Function and significance of the biological clocks in polar planktonic organisms are the focus of the virtual Helmholtz Institute entitled PolarTime starting July 1st, 2012. It is one of eleven new virtual institutes funded by Germany's Helmholtz Association. PolarTime, coordinated by the Alfred Wegener Institute for Polar and Marine Research, will be supported for up to five years with approximately three million euros from the impulse and network fund of the Helmholtz Association.
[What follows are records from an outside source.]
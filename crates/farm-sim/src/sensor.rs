//! Sensor readings: one weather draw plus one soil draw plus device telemetry.

use chrono::{DateTime, Utc};
use farm_core::{CropType, DataQuality, Farm, Location, Plot, SensorReading};
use rand::Rng;
use uuid::Uuid;

use crate::{pick, round_to, soil, weather};

/// What a reading needs to know about the plot it belongs to.
#[derive(Clone, Copy, Debug, PartialEq)]
pub struct PlotContext {
    pub plot_id: Uuid,
    pub crop_type: CropType,
    pub location: Location,
}

impl PlotContext {
    pub fn for_plot(plot: &Plot) -> Self {
        Self {
            plot_id: plot.id,
            crop_type: plot.crop_type(),
            location: plot.location,
        }
    }
}

pub fn reading<R: Rng + ?Sized>(
    rng: &mut R,
    sensor_id: Uuid,
    ctx: &PlotContext,
    now: DateTime<Utc>,
    time_offset_hours: i64,
) -> SensorReading {
    let w = weather::sample(rng, &ctx.location, now, time_offset_hours);
    let s = soil::sample(rng, ctx.crop_type, &w);
    SensorReading {
        sensor_id,
        plot_id: ctx.plot_id,
        timestamp: w.timestamp,
        location: ctx.location,
        temperature: w.temperature,
        humidity: w.humidity,
        rainfall: w.rainfall,
        light_intensity: w.light_intensity,
        soil_moisture: s.soil_moisture,
        ph_level: s.ph_level,
        nitrogen: s.nitrogen,
        phosphorus: s.phosphorus,
        potassium: s.potassium,
        organic_matter: s.organic_matter,
        wind_speed: round_to(rng.gen_range(0.0..=15.0), 1),
        wind_direction: rng.gen_range(0..=360),
        uv_index: rng.gen_range(6..=12),
        co2_level: rng.gen_range(380..=420),
        season: w.season,
        data_quality: pick(rng, &DataQuality::ALL),
        battery_level: rng.gen_range(60..=100),
    }
}

/// Backfill `days` days of readings every `step_hours` hours for each sensor,
/// ending at `now`. Output is in chronological order.
pub fn historical<R: Rng + ?Sized>(
    rng: &mut R,
    sensor_ids: &[Uuid],
    ctx: &PlotContext,
    now: DateTime<Utc>,
    days: u32,
    step_hours: u32,
) -> Vec<SensorReading> {
    let step = step_hours.max(1) as usize;
    let mut out = Vec::with_capacity(sensor_ids.len() * days as usize * (24 / step + 1));
    for day in 0..days {
        for hour in (0..24u32).step_by(step) {
            let offset = -i64::from(days - day) * 24 + i64::from(hour);
            for &sensor_id in sensor_ids {
                out.push(reading(rng, sensor_id, ctx, now, offset));
            }
        }
    }
    out
}

/// One current reading for every sensor on the farm.
pub fn live_readings<R: Rng + ?Sized>(
    rng: &mut R,
    farm: &Farm,
    now: DateTime<Utc>,
) -> Vec<SensorReading> {
    let mut out = Vec::with_capacity(farm.sensor_count());
    for plot in &farm.plots {
        let ctx = PlotContext::for_plot(plot);
        for &sensor_id in &plot.sensors {
            out.push(reading(rng, sensor_id, &ctx, now, 0));
        }
    }
    out
}

/// History for every plot, merged into one chronological series.
pub fn farm_history<R: Rng + ?Sized>(
    rng: &mut R,
    farm: &Farm,
    now: DateTime<Utc>,
    days: u32,
    step_hours: u32,
) -> Vec<SensorReading> {
    let mut out = Vec::new();
    for plot in &farm.plots {
        let ctx = PlotContext::for_plot(plot);
        out.extend(historical(rng, &plot.sensors, &ctx, now, days, step_hours));
    }
    out.sort_by_key(|r| r.timestamp);
    out
}

#[cfg(test)]
mod tests {
    use super::*;
    use farm_core::validate_reading;
    use proptest::prelude::*;
    use rand::SeedableRng;
    use rand_chacha::ChaCha8Rng;

    fn ctx() -> PlotContext {
        PlotContext {
            plot_id: Uuid::from_u128(7),
            crop_type: CropType::Durian,
            location: Location::new(3.8126, 103.3256),
        }
    }

    #[test]
    fn reading_carries_plot_identity() {
        let mut rng = ChaCha8Rng::seed_from_u64(11);
        let now = Utc::now();
        let r = reading(&mut rng, Uuid::from_u128(1), &ctx(), now, -3);
        assert_eq!(r.plot_id, Uuid::from_u128(7));
        assert_eq!(r.sensor_id, Uuid::from_u128(1));
        assert_eq!(r.timestamp, now - chrono::Duration::hours(3));
        assert_eq!(r.location, ctx().location);
    }

    #[test]
    fn history_covers_days_at_step() {
        let mut rng = ChaCha8Rng::seed_from_u64(2);
        let now = Utc::now();
        let sensors = [Uuid::from_u128(1), Uuid::from_u128(2)];
        let rs = historical(&mut rng, &sensors, &ctx(), now, 3, 6);
        assert_eq!(rs.len(), 3 * 4 * 2);
        assert_eq!(rs[0].timestamp, now - chrono::Duration::hours(72));
        assert!(rs.windows(2).all(|w| w[0].timestamp <= w[1].timestamp));
        assert!(rs.iter().all(|r| r.timestamp < now));
    }

    proptest! {
        #[test]
        fn readings_are_within_bounds(seed in any::<u64>(), offset in -720i64..0) {
            let mut rng = ChaCha8Rng::seed_from_u64(seed);
            let r = reading(&mut rng, Uuid::from_u128(1), &ctx(), Utc::now(), offset);
            prop_assert!(validate_reading(&r).is_ok());
            prop_assert!(r.wind_direction <= 360);
            prop_assert!((6..=12).contains(&r.uv_index));
            prop_assert!((380..=420).contains(&r.co2_level));
            prop_assert!((60..=100).contains(&r.battery_level));
            prop_assert!((0.0..=15.0).contains(&r.wind_speed));
        }
    }
}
The anthropogenic influence on the climate system is particularly pronounced in Polar Regions. Examples of environmental changes in the Arctic and Antarctic include the receding of sea ice and ocean warming. How do marine organisms react to these changes in the environment given that their vital processes, such as reproduction cycles and seasonable food availability, have been synchronised with the environment over millions of years? To be able to answer these questions, researchers in the virtual Helmholtz Institute PolarTime are taking a very close look at Antarctic krill (scientific name: Euphausia superba). It serves as a model organism for a polar plankton species which has adapted to the extreme conditions.
Krill plays a key role in the foodwebs of the South Ocean. During the course of evolution krill has developed a large number of biological rhythms that are closely connected to large seasonal changes in its environment. Almost all organisms, from protozoan to humans have adapted to the periodic change from day to night by developing an inner biological clock. This clock permits the synchronisation of physiological and behavioural processes with the diurnal variability in environmental conditions. It can also determine the seasonal rhythms with surprising temporal precision. However, the inner clock must be reset from time to time. This happens thanks to so-called outer "timers" such as the length of daylight (photoperiod).